> WHAT TO WORK ON:
Could you reproduce the lines below from the one with "completion.succeed();" through the one with "tokio::task::yield_now().await;"? Keep both ends and add nothing.

> DATA SHOWN:
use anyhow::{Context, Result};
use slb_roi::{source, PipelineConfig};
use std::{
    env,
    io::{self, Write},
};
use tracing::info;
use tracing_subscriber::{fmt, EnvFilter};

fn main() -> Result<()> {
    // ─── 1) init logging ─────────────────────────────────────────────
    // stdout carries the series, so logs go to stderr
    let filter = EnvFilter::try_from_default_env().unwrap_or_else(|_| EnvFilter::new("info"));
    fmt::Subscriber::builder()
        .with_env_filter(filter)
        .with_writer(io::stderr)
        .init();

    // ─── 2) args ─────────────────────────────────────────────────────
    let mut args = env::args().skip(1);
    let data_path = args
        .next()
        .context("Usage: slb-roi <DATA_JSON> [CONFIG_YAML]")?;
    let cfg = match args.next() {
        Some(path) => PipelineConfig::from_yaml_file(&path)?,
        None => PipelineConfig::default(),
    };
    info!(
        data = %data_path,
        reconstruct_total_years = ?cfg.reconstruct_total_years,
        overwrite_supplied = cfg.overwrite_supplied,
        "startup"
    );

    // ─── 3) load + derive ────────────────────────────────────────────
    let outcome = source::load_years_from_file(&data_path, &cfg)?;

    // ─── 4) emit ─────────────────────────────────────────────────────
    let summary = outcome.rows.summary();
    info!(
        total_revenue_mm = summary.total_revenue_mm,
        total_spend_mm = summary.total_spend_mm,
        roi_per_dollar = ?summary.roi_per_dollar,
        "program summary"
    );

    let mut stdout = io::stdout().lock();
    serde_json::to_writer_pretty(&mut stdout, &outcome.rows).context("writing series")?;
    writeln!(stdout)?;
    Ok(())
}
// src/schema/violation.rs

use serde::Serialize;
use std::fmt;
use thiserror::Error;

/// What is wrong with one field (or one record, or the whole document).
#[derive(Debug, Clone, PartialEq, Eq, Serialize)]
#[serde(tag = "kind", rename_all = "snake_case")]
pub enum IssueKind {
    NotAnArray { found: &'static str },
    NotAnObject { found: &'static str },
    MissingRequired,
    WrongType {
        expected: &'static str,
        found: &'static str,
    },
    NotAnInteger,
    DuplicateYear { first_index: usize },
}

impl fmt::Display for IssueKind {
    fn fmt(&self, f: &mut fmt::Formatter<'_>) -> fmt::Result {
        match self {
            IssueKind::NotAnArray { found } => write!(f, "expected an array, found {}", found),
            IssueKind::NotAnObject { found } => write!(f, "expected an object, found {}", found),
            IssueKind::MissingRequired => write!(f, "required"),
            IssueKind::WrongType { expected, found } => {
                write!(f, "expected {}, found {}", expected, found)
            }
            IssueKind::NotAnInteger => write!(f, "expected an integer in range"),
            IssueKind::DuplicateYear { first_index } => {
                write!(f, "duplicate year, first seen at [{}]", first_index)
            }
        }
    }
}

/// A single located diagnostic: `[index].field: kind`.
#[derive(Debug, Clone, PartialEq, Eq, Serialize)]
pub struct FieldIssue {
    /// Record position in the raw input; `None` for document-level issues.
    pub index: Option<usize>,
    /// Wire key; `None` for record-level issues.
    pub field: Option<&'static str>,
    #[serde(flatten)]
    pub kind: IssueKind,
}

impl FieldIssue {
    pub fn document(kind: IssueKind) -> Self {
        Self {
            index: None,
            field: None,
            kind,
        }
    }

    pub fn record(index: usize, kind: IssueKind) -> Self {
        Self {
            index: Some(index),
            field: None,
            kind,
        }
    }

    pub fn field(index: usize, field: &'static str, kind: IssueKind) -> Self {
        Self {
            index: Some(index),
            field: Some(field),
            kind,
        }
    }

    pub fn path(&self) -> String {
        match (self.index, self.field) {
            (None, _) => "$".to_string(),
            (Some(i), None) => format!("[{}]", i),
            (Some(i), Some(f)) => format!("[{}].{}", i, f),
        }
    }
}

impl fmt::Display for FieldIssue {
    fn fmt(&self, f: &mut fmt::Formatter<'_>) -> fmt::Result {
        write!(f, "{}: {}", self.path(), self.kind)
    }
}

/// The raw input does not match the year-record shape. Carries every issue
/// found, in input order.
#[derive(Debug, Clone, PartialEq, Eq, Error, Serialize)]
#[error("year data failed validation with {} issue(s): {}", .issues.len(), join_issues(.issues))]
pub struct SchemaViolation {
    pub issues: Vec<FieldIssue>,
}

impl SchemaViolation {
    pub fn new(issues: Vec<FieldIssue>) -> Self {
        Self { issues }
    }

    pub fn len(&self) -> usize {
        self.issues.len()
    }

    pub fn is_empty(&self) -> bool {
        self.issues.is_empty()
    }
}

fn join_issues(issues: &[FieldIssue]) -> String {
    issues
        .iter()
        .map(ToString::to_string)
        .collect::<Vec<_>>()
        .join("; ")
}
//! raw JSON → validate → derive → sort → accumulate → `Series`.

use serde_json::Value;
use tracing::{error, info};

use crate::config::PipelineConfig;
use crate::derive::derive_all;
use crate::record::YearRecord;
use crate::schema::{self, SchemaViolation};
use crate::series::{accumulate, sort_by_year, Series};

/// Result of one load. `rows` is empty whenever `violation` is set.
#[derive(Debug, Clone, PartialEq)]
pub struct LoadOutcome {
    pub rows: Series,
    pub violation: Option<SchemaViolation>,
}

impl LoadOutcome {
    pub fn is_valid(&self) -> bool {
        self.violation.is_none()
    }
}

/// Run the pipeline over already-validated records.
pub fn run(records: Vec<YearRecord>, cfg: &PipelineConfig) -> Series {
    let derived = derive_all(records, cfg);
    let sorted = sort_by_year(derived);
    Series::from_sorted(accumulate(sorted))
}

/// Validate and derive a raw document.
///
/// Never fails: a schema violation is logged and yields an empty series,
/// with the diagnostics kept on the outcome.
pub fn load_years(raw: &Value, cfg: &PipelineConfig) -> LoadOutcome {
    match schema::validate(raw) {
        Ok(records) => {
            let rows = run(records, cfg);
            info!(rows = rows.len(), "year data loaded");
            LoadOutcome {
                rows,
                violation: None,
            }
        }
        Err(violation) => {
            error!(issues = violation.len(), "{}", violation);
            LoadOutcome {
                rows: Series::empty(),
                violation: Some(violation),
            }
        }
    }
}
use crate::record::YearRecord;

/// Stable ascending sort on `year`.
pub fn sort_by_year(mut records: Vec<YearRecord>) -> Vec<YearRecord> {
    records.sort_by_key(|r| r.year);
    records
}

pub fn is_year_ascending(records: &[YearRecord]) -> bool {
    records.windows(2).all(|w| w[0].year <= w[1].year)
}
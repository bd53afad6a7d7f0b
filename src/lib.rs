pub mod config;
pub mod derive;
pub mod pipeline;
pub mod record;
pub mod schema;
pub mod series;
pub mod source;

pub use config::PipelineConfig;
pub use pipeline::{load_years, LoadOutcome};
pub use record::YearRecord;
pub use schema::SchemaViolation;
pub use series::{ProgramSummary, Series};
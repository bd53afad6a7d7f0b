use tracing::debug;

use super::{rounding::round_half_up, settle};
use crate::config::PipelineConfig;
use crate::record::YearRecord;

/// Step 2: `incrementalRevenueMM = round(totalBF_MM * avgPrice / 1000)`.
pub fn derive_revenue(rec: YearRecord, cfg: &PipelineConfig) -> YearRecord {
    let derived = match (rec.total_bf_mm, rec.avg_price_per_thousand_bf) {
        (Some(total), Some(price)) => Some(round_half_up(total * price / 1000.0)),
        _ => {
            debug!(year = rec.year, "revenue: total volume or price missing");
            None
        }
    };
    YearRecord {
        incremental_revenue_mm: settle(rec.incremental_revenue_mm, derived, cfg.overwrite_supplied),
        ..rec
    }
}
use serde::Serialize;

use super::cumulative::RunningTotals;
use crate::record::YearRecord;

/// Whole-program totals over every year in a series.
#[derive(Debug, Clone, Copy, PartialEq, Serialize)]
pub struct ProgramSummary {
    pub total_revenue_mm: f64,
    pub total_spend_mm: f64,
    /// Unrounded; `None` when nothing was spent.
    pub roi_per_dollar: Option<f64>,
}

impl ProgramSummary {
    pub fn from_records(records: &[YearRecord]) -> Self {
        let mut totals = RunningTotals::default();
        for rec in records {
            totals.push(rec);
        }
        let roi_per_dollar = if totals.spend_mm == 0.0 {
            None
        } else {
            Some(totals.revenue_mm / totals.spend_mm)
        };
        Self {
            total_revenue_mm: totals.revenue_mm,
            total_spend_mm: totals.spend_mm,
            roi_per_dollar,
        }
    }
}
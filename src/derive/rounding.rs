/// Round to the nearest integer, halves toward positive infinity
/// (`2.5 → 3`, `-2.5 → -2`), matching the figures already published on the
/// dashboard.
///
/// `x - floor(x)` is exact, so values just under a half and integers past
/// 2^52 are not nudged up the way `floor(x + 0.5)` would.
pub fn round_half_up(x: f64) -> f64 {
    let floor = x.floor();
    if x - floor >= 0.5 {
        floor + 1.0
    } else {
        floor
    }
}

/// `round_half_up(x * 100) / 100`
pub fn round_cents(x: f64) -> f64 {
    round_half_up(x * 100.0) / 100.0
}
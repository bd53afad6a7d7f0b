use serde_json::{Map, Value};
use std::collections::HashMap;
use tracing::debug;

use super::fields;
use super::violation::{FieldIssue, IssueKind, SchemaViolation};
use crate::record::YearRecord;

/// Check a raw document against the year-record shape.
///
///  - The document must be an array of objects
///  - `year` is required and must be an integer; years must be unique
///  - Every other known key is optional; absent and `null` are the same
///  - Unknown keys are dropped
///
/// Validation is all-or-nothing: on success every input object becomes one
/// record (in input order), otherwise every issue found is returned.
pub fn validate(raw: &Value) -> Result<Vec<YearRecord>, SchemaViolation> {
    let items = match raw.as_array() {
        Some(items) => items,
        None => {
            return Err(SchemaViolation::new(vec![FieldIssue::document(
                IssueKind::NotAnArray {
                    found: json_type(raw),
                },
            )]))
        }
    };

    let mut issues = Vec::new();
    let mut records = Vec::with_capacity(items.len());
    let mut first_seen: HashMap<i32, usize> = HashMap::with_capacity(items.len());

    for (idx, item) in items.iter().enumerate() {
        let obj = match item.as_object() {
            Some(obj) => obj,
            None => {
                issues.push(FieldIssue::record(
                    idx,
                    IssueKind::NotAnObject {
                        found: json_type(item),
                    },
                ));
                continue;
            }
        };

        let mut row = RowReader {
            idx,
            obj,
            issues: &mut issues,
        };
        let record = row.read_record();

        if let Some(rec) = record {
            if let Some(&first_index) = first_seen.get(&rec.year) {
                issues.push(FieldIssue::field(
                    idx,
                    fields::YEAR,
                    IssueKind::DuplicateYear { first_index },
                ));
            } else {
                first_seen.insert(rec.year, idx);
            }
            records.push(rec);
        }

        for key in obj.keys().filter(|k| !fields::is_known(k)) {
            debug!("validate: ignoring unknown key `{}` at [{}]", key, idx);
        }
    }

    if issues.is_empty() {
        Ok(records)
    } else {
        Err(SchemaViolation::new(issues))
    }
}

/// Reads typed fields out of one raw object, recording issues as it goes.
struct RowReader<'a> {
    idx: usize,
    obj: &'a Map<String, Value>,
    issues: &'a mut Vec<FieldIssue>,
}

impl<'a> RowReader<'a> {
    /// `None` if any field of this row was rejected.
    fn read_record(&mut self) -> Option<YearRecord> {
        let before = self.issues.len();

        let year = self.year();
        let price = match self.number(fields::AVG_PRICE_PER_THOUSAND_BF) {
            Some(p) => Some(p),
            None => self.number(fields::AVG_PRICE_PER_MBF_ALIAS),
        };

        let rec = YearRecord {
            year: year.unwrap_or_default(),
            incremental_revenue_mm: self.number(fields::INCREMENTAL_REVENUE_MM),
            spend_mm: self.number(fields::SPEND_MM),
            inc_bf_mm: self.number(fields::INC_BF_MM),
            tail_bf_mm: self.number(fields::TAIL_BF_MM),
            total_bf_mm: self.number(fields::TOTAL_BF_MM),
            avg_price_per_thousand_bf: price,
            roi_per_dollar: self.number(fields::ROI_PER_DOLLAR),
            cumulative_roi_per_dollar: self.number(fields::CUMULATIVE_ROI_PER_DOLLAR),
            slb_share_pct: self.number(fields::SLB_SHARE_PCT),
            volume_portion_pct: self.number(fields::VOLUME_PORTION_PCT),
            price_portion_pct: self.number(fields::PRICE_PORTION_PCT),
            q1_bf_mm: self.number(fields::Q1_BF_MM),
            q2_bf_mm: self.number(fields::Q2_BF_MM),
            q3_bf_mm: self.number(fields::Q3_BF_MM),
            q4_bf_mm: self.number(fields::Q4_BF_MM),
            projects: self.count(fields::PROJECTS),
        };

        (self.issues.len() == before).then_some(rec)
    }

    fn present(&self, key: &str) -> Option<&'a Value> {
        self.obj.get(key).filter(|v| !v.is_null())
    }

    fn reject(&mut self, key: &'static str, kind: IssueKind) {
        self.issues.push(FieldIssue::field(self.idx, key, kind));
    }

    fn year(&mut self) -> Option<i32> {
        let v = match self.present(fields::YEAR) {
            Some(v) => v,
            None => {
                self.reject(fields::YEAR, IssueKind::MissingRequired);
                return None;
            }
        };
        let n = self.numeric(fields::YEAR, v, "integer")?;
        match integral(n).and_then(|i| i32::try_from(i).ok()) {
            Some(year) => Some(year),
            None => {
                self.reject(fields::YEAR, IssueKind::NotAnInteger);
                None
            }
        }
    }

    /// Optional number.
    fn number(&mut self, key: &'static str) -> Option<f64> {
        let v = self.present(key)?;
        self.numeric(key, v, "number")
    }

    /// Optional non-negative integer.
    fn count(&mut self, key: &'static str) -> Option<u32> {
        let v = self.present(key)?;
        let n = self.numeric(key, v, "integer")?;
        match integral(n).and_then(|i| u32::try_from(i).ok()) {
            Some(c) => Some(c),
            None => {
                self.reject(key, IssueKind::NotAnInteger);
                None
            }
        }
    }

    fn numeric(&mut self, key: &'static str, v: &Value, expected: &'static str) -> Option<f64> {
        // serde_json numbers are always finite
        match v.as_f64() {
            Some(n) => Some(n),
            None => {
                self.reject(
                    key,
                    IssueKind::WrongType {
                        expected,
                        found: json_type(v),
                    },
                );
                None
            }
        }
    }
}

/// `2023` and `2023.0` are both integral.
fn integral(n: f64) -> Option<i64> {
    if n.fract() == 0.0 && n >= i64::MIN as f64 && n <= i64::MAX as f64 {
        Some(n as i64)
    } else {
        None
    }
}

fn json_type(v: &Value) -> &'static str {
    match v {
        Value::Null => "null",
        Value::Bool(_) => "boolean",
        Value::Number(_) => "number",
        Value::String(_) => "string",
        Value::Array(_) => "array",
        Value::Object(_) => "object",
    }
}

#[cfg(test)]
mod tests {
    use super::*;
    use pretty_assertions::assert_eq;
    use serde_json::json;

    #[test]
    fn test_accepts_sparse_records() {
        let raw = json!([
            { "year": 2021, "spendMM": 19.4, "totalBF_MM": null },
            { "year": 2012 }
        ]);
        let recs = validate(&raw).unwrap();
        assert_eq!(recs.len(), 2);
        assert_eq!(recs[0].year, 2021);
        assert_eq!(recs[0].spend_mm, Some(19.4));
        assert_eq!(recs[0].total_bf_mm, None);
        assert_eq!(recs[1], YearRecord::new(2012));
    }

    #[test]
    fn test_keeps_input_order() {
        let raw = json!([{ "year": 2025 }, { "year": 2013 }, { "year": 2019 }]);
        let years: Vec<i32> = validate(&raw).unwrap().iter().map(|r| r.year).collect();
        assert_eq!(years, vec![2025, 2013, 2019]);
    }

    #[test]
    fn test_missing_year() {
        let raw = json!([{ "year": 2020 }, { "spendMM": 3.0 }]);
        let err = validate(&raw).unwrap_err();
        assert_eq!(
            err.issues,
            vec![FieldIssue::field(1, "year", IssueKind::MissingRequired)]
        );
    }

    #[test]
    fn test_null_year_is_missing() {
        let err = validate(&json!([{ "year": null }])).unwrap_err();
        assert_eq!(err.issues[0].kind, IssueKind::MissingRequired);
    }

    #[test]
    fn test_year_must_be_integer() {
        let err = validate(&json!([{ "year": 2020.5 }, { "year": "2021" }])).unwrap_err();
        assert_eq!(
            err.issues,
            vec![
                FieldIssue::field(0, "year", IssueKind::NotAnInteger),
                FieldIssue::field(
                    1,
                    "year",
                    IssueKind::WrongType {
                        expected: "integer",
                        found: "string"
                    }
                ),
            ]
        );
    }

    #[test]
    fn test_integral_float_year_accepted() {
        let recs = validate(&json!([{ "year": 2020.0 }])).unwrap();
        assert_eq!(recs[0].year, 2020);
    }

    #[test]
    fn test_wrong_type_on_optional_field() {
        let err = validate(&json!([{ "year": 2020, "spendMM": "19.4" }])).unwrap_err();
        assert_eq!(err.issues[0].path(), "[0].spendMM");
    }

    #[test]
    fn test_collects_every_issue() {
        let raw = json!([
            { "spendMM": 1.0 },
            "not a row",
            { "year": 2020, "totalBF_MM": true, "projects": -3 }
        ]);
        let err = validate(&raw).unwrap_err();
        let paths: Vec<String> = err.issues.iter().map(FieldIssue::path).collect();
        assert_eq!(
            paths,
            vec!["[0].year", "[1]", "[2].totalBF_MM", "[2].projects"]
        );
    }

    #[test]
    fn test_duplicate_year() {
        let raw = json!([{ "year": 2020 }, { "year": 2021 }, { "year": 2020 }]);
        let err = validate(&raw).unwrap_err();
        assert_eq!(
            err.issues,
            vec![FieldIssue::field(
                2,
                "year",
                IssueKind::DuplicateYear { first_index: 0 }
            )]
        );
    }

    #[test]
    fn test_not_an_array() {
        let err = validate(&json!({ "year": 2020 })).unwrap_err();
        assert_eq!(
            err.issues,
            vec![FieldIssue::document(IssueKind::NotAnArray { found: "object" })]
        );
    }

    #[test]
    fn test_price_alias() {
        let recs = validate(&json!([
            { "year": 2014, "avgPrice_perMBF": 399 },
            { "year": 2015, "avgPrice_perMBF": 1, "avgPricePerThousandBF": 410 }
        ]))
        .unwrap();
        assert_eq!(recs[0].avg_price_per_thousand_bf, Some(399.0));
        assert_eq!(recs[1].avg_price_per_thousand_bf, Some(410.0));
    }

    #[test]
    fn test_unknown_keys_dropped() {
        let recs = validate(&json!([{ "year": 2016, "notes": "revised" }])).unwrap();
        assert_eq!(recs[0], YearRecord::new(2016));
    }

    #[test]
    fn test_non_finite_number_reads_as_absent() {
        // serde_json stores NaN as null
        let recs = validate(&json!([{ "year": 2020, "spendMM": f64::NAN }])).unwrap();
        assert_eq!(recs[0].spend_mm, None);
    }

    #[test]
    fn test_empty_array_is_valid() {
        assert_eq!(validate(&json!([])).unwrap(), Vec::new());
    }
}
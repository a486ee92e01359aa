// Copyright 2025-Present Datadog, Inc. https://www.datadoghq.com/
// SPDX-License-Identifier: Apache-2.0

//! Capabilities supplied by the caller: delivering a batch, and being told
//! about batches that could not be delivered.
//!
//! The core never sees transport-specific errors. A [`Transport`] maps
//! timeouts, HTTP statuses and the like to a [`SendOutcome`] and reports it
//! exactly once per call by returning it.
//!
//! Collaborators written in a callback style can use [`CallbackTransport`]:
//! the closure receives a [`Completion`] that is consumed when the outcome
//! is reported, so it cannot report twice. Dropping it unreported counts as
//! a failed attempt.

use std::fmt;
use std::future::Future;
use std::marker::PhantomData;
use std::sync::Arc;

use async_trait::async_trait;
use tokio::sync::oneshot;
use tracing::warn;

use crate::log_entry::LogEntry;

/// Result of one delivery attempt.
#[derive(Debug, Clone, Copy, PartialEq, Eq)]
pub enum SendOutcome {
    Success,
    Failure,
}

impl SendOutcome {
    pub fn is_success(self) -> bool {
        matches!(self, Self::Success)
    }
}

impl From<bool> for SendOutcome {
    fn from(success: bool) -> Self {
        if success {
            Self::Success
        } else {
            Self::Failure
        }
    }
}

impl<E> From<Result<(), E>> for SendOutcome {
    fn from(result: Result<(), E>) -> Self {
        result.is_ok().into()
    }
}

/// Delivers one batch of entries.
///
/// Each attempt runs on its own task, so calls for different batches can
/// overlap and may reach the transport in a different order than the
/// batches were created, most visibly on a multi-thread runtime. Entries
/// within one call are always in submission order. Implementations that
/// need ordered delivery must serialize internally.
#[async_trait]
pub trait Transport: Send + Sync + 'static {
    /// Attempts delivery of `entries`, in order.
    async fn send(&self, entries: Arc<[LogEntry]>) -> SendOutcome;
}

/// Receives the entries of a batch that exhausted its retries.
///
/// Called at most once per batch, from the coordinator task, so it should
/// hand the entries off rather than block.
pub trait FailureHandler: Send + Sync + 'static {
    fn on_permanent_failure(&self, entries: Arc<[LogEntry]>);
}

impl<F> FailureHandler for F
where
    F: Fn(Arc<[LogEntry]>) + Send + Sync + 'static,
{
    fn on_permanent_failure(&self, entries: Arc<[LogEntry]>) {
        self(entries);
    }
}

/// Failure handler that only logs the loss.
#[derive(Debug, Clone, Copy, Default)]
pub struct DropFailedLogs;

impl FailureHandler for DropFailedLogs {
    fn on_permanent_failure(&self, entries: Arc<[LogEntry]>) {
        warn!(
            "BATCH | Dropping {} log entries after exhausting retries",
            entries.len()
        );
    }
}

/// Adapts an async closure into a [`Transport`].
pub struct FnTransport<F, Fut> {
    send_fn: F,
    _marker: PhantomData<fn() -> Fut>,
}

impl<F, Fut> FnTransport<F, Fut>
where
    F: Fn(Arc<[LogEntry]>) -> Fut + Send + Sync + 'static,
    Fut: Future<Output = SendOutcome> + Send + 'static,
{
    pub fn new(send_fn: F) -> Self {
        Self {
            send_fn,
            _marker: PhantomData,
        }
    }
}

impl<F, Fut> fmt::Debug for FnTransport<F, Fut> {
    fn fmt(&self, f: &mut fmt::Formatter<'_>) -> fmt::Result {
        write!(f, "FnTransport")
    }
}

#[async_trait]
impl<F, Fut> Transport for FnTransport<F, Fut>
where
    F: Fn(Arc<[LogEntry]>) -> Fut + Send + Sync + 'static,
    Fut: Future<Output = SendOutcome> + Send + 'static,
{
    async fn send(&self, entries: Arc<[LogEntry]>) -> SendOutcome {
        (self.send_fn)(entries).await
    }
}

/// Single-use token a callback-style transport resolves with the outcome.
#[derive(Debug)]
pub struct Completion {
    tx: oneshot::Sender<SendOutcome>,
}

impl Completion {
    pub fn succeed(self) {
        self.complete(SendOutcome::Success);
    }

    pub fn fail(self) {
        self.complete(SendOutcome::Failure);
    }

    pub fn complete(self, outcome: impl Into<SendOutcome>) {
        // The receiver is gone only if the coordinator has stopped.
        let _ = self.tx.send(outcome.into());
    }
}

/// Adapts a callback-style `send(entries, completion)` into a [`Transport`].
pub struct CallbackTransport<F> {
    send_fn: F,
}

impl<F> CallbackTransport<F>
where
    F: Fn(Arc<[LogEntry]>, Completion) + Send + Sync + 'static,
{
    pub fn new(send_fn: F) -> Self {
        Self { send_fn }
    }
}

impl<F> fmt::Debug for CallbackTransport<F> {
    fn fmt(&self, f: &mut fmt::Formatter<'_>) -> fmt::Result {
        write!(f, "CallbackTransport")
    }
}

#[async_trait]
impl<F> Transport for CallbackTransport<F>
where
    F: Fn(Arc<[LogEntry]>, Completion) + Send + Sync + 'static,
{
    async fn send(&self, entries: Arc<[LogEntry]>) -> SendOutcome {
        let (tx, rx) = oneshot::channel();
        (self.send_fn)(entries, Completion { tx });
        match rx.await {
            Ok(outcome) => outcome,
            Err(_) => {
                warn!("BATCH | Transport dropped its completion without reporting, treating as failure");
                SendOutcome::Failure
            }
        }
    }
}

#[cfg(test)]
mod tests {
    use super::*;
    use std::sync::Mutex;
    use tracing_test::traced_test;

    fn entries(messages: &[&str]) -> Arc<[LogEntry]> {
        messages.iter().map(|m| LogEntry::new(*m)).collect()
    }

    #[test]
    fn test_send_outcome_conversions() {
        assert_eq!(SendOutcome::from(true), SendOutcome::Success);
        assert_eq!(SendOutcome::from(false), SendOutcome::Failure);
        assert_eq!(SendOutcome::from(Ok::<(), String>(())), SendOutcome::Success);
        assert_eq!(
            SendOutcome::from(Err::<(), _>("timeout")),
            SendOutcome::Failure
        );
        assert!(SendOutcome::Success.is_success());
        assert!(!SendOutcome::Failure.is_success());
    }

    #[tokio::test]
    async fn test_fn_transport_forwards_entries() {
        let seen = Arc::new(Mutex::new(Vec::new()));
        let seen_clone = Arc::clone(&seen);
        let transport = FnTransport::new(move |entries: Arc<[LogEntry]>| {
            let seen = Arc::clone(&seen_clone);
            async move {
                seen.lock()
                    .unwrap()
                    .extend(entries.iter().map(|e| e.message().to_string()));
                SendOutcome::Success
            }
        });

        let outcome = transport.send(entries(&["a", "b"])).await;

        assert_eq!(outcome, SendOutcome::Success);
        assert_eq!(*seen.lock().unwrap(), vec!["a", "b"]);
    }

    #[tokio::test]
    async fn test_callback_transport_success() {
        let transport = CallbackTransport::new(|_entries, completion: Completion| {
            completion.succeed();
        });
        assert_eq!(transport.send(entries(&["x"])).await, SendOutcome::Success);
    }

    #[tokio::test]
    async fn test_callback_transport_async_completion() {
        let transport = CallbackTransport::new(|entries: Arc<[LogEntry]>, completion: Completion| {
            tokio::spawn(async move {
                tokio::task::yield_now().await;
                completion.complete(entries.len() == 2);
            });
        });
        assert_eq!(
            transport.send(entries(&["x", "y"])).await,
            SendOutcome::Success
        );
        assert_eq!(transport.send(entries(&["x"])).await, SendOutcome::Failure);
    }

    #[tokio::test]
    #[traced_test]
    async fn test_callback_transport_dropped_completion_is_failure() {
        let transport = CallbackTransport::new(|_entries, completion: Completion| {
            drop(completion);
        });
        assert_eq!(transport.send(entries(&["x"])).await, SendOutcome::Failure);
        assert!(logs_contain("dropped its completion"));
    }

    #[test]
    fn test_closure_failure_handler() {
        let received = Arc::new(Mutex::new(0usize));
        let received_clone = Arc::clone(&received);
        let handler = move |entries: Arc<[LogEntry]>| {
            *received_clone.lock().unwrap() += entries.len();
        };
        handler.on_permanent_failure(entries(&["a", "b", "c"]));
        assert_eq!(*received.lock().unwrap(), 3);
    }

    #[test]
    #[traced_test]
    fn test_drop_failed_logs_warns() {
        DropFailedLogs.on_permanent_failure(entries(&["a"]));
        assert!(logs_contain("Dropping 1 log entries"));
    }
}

> EXERCISE ANSWER:
            completion.succeed();
        });
        assert_eq!(transport.send(entries(&["x"])).await, SendOutcome::Success);
    }

    #[tokio::test]
    async fn test_callback_transport_async_completion() {
        let transport = CallbackTransport::new(|entries: Arc<[LogEntry]>, completion: Completion| {
            tokio::spawn(async move {
                tokio::task::yield_now().await;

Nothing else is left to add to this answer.